• _Task material_:
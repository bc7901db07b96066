//! Infrastructure implementation of the `RemoteShell` and `FileSync` ports
//! over OpenSSH.
//!
//! Every invocation is built as an argument vector; nothing here composes a
//! local shell command line. Password credentials go through `sshpass -e`,
//! which reads the password from `SSHPASS` so it never appears in argv.

use std::path::{Path, PathBuf};
use std::process::Output;

use anyhow::Result;
use rollout_common::{Auth, RemoteCredential};

use crate::application::ports::{CommandRunner, FileSync, RemoteShell};
use crate::domain::RemoteCommand;
use crate::domain::remote::shell_escape;

/// Seconds ssh waits for the TCP connection before giving up.
pub const CONNECT_TIMEOUT_SECS: u32 = 15;

/// Exit status ssh uses for its own failures (connection, authentication).
pub const SSH_FAILURE_EXIT: i32 = 255;

/// Paths never copied into a release.
pub const SYNC_EXCLUDES: &[&str] = &["node_modules", ".git", "dist", "build", "*.log", ".env"];

/// A program plus its arguments and extra environment, ready to spawn.
#[derive(Debug, Clone, PartialEq, Eq)]
pub struct Invocation {
    pub program: String,
    pub args: Vec<String>,
    pub env: Vec<(String, String)>,
}

impl Invocation {
    fn arg_refs(&self) -> Vec<&str> {
        self.args.iter().map(String::as_str).collect()
    }

    fn env_refs(&self) -> Vec<(&str, &str)> {
        self.env
            .iter()
            .map(|(k, v)| (k.as_str(), v.as_str()))
            .collect()
    }
}

/// Expand a leading `~` to the home directory.
#[must_use]
pub fn expand_home(path: &str) -> PathBuf {
    match path.strip_prefix("~/") {
        Some(rest) => dirs::home_dir().map_or_else(|| PathBuf::from(path), |h| h.join(rest)),
        None if path == "~" => dirs::home_dir().unwrap_or_else(|| PathBuf::from(path)),
        None => PathBuf::from(path),
    }
}

/// `-o` options and identity shared by ssh and rsync's ssh transport.
#[must_use]
pub fn ssh_options(credential: &RemoteCredential) -> Vec<String> {
    let mut opts = vec![
        "-p".to_string(),
        credential.port().to_string(),
        "-o".to_string(),
        "StrictHostKeyChecking=accept-new".to_string(),
        "-o".to_string(),
        format!("ConnectTimeout={CONNECT_TIMEOUT_SECS}"),
    ];
    if let Some(Auth::Key(key)) = credential.auth() {
        opts.push("-i".to_string());
        opts.push(expand_home(key).to_string_lossy().into_owned());
        opts.push("-o".to_string());
        opts.push("BatchMode=yes".to_string());
    }
    opts
}

/// Wrap `program args` in `sshpass -e` when the credential uses a password.
fn authenticated(credential: &RemoteCredential, program: &str, args: Vec<String>) -> Invocation {
    match credential.auth() {
        Some(Auth::Password(password)) => {
            let mut wrapped = vec!["-e".to_string(), program.to_string()];
            wrapped.extend(args);
            Invocation {
                program: "sshpass".to_string(),
                args: wrapped,
                env: vec![("SSHPASS".to_string(), password.to_string())],
            }
        }
        _ => Invocation {
            program: program.to_string(),
            args,
            env: Vec::new(),
        },
    }
}

/// Build the ssh invocation that runs `remote_command` on the host.
#[must_use]
pub fn ssh_invocation(credential: &RemoteCredential, remote_command: &str) -> Invocation {
    let mut args = ssh_options(credential);
    args.push("--".to_string());
    args.push(credential.destination());
    args.push(remote_command.to_string());
    authenticated(credential, "ssh", args)
}

/// Build the rsync invocation mirroring `local_root` into `remote_path`.
#[must_use]
pub fn rsync_invocation(
    credential: &RemoteCredential,
    local_root: &Path,
    remote_path: &str,
    extra_excludes: &[String],
) -> Invocation {
    let transport = std::iter::once("ssh".to_string())
        .chain(ssh_options(credential))
        .map(|tok| shell_escape(&tok))
        .collect::<Vec<_>>()
        .join(" ");
    let mut args = vec![
        "-az".to_string(),
        "--delete".to_string(),
        // Pass the remote path to the remote side verbatim, without word splitting.
        "--protect-args".to_string(),
        "-e".to_string(),
        transport,
    ];
    for pattern in SYNC_EXCLUDES
        .iter()
        .map(|s| (*s).to_string())
        .chain(extra_excludes.iter().cloned())
    {
        args.push(format!("--exclude={pattern}"));
    }
    // Trailing slash: copy the contents, not the directory itself.
    let mut source = local_root.to_string_lossy().into_owned();
    if !source.ends_with('/') {
        source.push('/');
    }
    args.push(source);
    args.push(format!(
        "{}:{}/",
        credential.destination(),
        remote_path.trim_end_matches('/')
    ));
    authenticated(credential, "rsync", args)
}

/// `RemoteShell` and `FileSync` backed by the `ssh` and `rsync` binaries.
pub struct SshShell<C> {
    runner: C,
    /// Extra rsync excludes, e.g. the local config file.
    excludes: Vec<String>,
}

impl<C: CommandRunner> SshShell<C> {
    #[must_use]
    pub fn new(runner: C, excludes: Vec<String>) -> Self {
        Self { runner, excludes }
    }

    async fn spawn(&self, invocation: &Invocation, stdin: Option<&[u8]>) -> Result<Output> {
        self.runner
            .run(
                &invocation.program,
                &invocation.arg_refs(),
                &invocation.env_refs(),
                stdin,
            )
            .await
    }

    /// Like `spawn`, but an ssh-level failure is an error rather than an
    /// exit status, so callers never mistake an unreachable host for a
    /// command that merely failed.
    async fn spawn_ssh(&self, invocation: &Invocation, stdin: Option<&[u8]>) -> Result<Output> {
        let output = self.spawn(invocation, stdin).await?;
        if output.status.code() == Some(SSH_FAILURE_EXIT) {
            anyhow::bail!(
                "ssh failed: {}",
                String::from_utf8_lossy(&output.stderr).trim()
            );
        }
        Ok(output)
    }
}

impl<C: CommandRunner> RemoteShell for SshShell<C> {
    async fn exec(
        &self,
        credential: &RemoteCredential,
        command: &RemoteCommand,
    ) -> Result<Output> {
        self.spawn_ssh(&ssh_invocation(credential, &command.render()), None)
            .await
    }

    async fn upload(
        &self,
        credential: &RemoteCredential,
        remote_path: &str,
        contents: &[u8],
    ) -> Result<Output> {
        let command = format!("cat > {}", shell_escape(remote_path));
        self.spawn_ssh(&ssh_invocation(credential, &command), Some(contents))
            .await
    }
}

impl<C: CommandRunner> FileSync for SshShell<C> {
    async fn sync(
        &self,
        credential: &RemoteCredential,
        local_root: &Path,
        remote_path: &str,
    ) -> Result<Output> {
        self.spawn(
            &rsync_invocation(credential, local_root, remote_path, &self.excludes),
            None,
        )
        .await
    }
}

• _Task objective_:
Give the number of lines in the entries above that include the word "transport", and nothing more.

• _Solved exercise_:
3